Yes, a shriveled, wrinkled, white-haired old lady with massive cleavage busting out of her shirt creates a hideous image in my mind. But then I saw the actual photo of this woman and her new assets, and I actually think I vomited in my mouth.
Not Your Typical Plastic Surgery Addict
One of the things that make this whole scenario even harder to wrap my head around is that this woman doesn’t fit the profile of your typical nut-job who just can’t help herself when it comes to going under the knife in the name of youthful beauty. She’s not a plastic surgery addict. In fact, this is (to my knowledge) her first plastic surgery procedure.
On the contrary, Joan fits the profile of old-school matronly purity. With 4 kids, 13 grandchildren, and six great grandchildren, she is the head of a rather large family. And with 6 great grandchildren by the age of 65, you know she got started popping out those little tykes at a young age. You might say she was a baby making machine. A true breeder in every sense of the word.
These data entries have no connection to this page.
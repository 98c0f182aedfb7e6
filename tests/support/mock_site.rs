//! In-memory site serving archive, listing and article pages to the crawler.
//!
//! Pages are keyed by exact URL. A missing page, or one without the element
//! the caller waits for, fails like an unrendered browser page.

#![allow(dead_code)]

use std::collections::HashMap;
use std::sync::{Arc, Mutex};

use async_trait::async_trait;
use topicmap_core::crawl::CompiledLayout;
use topicmap_core::{FetchError, FetchSession, PageFetcher, ReadyCondition};

pub const HOST: &str = "https://site.example";

#[derive(Debug, Clone)]
enum Page {
    Html(String),
    Status(u16),
    /// Answers `status` for the first `failures` fetches, then `html`.
    Flaky {
        failures: usize,
        status: u16,
        html: String,
    },
}

#[derive(Debug, Default)]
struct Inner {
    pages: HashMap<String, Page>,
    fetches: Mutex<Vec<String>>,
    sessions: Mutex<usize>,
}

/// Builder and [`PageFetcher`] over a fixed set of pages.
#[derive(Debug, Clone, Default)]
pub struct MockSite {
    inner: Arc<Inner>,
}

pub fn volume_url(number: u32) -> String {
    format!("{HOST}/xpl/tocresult.jsp?isnumber={number}")
}

pub fn article_url(number: u32) -> String {
    format!("{HOST}/document/{number}")
}

pub fn listing_url(volume: &str, page: u32) -> String {
    CompiledLayout::default_layout()
        .expect("default layout compiles")
        .listing_page_url(volume, page)
        .expect("volume URL parses")
}

pub fn listing_html(articles: &[u32], has_next: bool) -> String {
    let links: String = articles
        .iter()
        .map(|n| format!(r#"<a href="{}">Article {n}</a>"#, article_url(*n)))
        .collect();
    let next = if has_next {
        r#"<ul><li class="next-btn"><a>next</a></li></ul>"#
    } else {
        ""
    };
    format!(r#"<html><body><div class="col">{links}</div>{next}</body></html>"#)
}

pub fn article_html(title: &str, abstract_text: &str, doi: &str) -> String {
    format!(
        r#"<html><body>
          <h1 class="document-title"><span>{title}</span></h1>
          <div class="authors-info"><a href="/author/1"><span>Ada Byron</span></a></div>
          <div xplmathjax="">{abstract_text}</div>
          <div class="doc-abstract-pubdate">Date of Publication: 4 May 2024</div>
          <div class="stats-document-abstract-doi"><a href="{doi}">doi</a></div>
        </body></html>"#
    )
}

pub fn archive_html(volumes: &[u32]) -> String {
    let links: String = volumes
        .iter()
        .map(|n| format!(r#"<a href="/xpl/tocresult.jsp?isnumber={n}">Volume {n}</a>"#))
        .collect();
    format!(r#"<html><body><div class="issue-details-past-tabs">{links}</div></body></html>"#)
}

impl MockSite {
    pub fn new() -> Self {
        Self::default()
    }

    fn inner_mut(&mut self) -> &mut Inner {
        Arc::get_mut(&mut self.inner).expect("site is built before it is shared")
    }

    pub fn page(mut self, url: impl Into<String>, html: impl Into<String>) -> Self {
        self.inner_mut()
            .pages
            .insert(url.into(), Page::Html(html.into()));
        self
    }

    pub fn status(mut self, url: impl Into<String>, status: u16) -> Self {
        self.inner_mut().pages.insert(url.into(), Page::Status(status));
        self
    }

    /// Serves `html` at `url` after `failures` fetches answered with a 503.
    pub fn flaky(
        mut self,
        url: impl Into<String>,
        failures: usize,
        html: impl Into<String>,
    ) -> Self {
        self.inner_mut().pages.insert(
            url.into(),
            Page::Flaky {
                failures,
                status: 503,
                html: html.into(),
            },
        );
        self
    }

    /// Listing page `page` of `volume` linking to `articles`.
    pub fn listing(self, volume: &str, page: u32, articles: &[u32], has_next: bool) -> Self {
        self.page(listing_url(volume, page), listing_html(articles, has_next))
    }

    /// Article page with a DOI derived from its number.
    pub fn article(self, number: u32, title: &str, abstract_text: &str) -> Self {
        self.page(
            article_url(number),
            article_html(
                title,
                abstract_text,
                &format!("https://doi.org/10.1109/TEST.{number}"),
            ),
        )
    }

    pub fn fetch_count(&self) -> usize {
        self.inner.fetches.lock().expect("lock").len()
    }

    pub fn fetches_of(&self, url: &str) -> usize {
        self.inner
            .fetches
            .lock()
            .expect("lock")
            .iter()
            .filter(|fetched| fetched.as_str() == url)
            .count()
    }

    pub fn sessions_opened(&self) -> usize {
        *self.inner.sessions.lock().expect("lock")
    }
}

#[async_trait]
impl PageFetcher for MockSite {
    async fn open_session(&self) -> Result<Box<dyn FetchSession>, FetchError> {
        *self.inner.sessions.lock().expect("lock") += 1;
        Ok(Box::new(MockSession {
            inner: Arc::clone(&self.inner),
        }))
    }
}

struct MockSession {
    inner: Arc<Inner>,
}

#[async_trait]
impl FetchSession for MockSession {
    async fn fetch(&mut self, url: &str, ready: &ReadyCondition) -> Result<String, FetchError> {
        let earlier = {
            let mut fetches = self.inner.fetches.lock().expect("lock");
            let earlier = fetches.iter().filter(|fetched| fetched.as_str() == url).count();
            fetches.push(url.to_string());
            earlier
        };
        match self.inner.pages.get(url) {
            Some(Page::Flaky {
                failures, status, ..
            }) if earlier < *failures => Err(FetchError::http_status(url, *status)),
            Some(Page::Flaky { html, .. }) if ready.is_satisfied_by(html) => Ok(html.clone()),
            Some(Page::Flaky { .. }) => Err(FetchError::not_ready(url, ready.selector())),
            Some(Page::Html(html)) if ready.is_satisfied_by(html) => Ok(html.clone()),
            Some(Page::Html(_)) | None => Err(FetchError::not_ready(url, ready.selector())),
            Some(Page::Status(status)) => Err(FetchError::http_status(url, *status)),
        }
    }
}
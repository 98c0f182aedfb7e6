//! Shared fixtures for integration tests.

pub mod mock_site;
In fact, she got engaged to her husband of 49 years after their first date (gulp!). By my math, that put her at about age 16 when she walked down the aisle. There are two ways to interpret this – either she is truly old-school or we have the makings of a story fit for Jerry Springer.
In support of the old-school theory: Joan spent the last 15 years caring for her sick husband. His list of ailments paints a picture of hard living – heart condition (maybe too much partying?), lung condition (smoked like a chimney?), cirrhosis of the liver (hitting the bottle a bit too hard?), diabetes (liked his Twinkies?), and Alzheimer’s (at least his mind was gone while his body was rotting away).
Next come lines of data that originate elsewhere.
//! Plain HTTP implementation of [`PageFetcher`].
//!
//! Each session owns its own `reqwest::Client` with a private cookie store, so
//! two workers never share cookies or connections. Pages are not executed:
//! readiness is checked against the HTML as served.

use std::time::Duration;

use async_trait::async_trait;
use reqwest::Client;
use tracing::{debug, instrument};
use url::Url;

use super::{FetchError, FetchSession, PageFetcher, ReadyCondition};
use crate::user_agent;

/// Default TCP connect timeout.
pub const DEFAULT_CONNECT_TIMEOUT: Duration = Duration::from_secs(10);

/// Opens HTTP sessions.
#[derive(Debug, Clone)]
pub struct HttpPageFetcher {
    connect_timeout: Duration,
    user_agent: String,
}

impl Default for HttpPageFetcher {
    fn default() -> Self {
        Self::new()
    }
}

impl HttpPageFetcher {
    /// Creates a fetcher with default timeouts and the crate's User-Agent.
    #[must_use]
    pub fn new() -> Self {
        Self {
            connect_timeout: DEFAULT_CONNECT_TIMEOUT,
            user_agent: user_agent::default_crawler_user_agent(),
        }
    }

    /// Overrides the connect timeout.
    #[must_use]
    pub fn with_connect_timeout(mut self, timeout: Duration) -> Self {
        self.connect_timeout = timeout;
        self
    }

    fn build_client(&self) -> Result<Client, reqwest::Error> {
        Client::builder()
            .connect_timeout(self.connect_timeout)
            .cookie_store(true)
            .gzip(true)
            .user_agent(self.user_agent.clone())
            .build()
    }
}

#[async_trait]
impl PageFetcher for HttpPageFetcher {
    async fn open_session(&self) -> Result<Box<dyn FetchSession>, FetchError> {
        let client = self
            .build_client()
            .map_err(|e| FetchError::session(e.to_string()))?;
        debug!("opened http session");
        Ok(Box::new(HttpSession { client }))
    }
}

struct HttpSession {
    client: Client,
}

impl HttpSession {
    async fn get_text(&self, url: &str) -> Result<String, FetchError> {
        let response = self.client.get(url).send().await.map_err(|e| {
            if e.is_timeout() {
                FetchError::timeout(url, Duration::ZERO)
            } else {
                FetchError::transport(url, e.to_string())
            }
        })?;

        let status = response.status();
        if !status.is_success() {
            return Err(FetchError::http_status(url, status.as_u16()));
        }

        response
            .text()
            .await
            .map_err(|e| FetchError::transport(url, e.to_string()))
    }
}

#[async_trait]
impl FetchSession for HttpSession {
    #[instrument(skip(self, ready), fields(selector = ready.selector()))]
    async fn fetch(&mut self, url: &str, ready: &ReadyCondition) -> Result<String, FetchError> {
        Url::parse(url).map_err(|_| FetchError::invalid_url(url))?;

        let body = match tokio::time::timeout(ready.timeout(), self.get_text(url)).await {
            Ok(Err(FetchError::Timeout { .. })) | Err(_) => {
                return Err(FetchError::timeout(url, ready.timeout()));
            }
            Ok(result) => result?,
        };

        if !ready.is_satisfied_by(&body) {
            debug!(bytes = body.len(), "readiness element missing");
            return Err(FetchError::not_ready(url, ready.selector()));
        }

        debug!(bytes = body.len(), "page fetched");
        Ok(body)
    }
}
I know, I’m going to Hell in a hand basket for making fun of this man’s misfortune. But regardless, that is a lot of disease for one body to endure, and I’m sure Joan’s life was not very exciting while she cared for him over the last 15 years of his life. His death served as the impetus for Joan to invest in herself. But at age 65, she might have gone a little too far with her boob job. F cups are a bit much on a woman who had her AARP card before I was old enough to legally buy a beer (that was 14 years ago).
“24-Year-Olds, Dude”
In support of the Jerry Springer theory: You can make the argument that everything I listed as supporting the old-school theory can also be used in defense of the Jerry Springer theory. But then there is so much more to add to the Jerry Springer argument. Like the fact that she started dating a 24-year-old.
That’s right, a 24-year-old. I’m not exactly sure what that guy saw in a woman old enough to be his grandmother. Again, I’m fighting to hold back the vomit.
While Joan insists that some people don’t even know how old she is now that she’s had breast augmentation, I can’t imagine her passing for under 50. Maybe not even under 60. Which begs the question: Was this 24-year-old blind? A virgin? Does he have an old person fetish? Does he like the smell of Bengay and denture cream in the morning? Or maybe he just likes fondling wrinkly fake boobs.
Regardless, it sounds like Joan has had a tough run since turning 50, so who am I to begrudge her a little happiness in her old age? It just seems that this is a bit of an odd way to go about finding that happiness when you’re 65.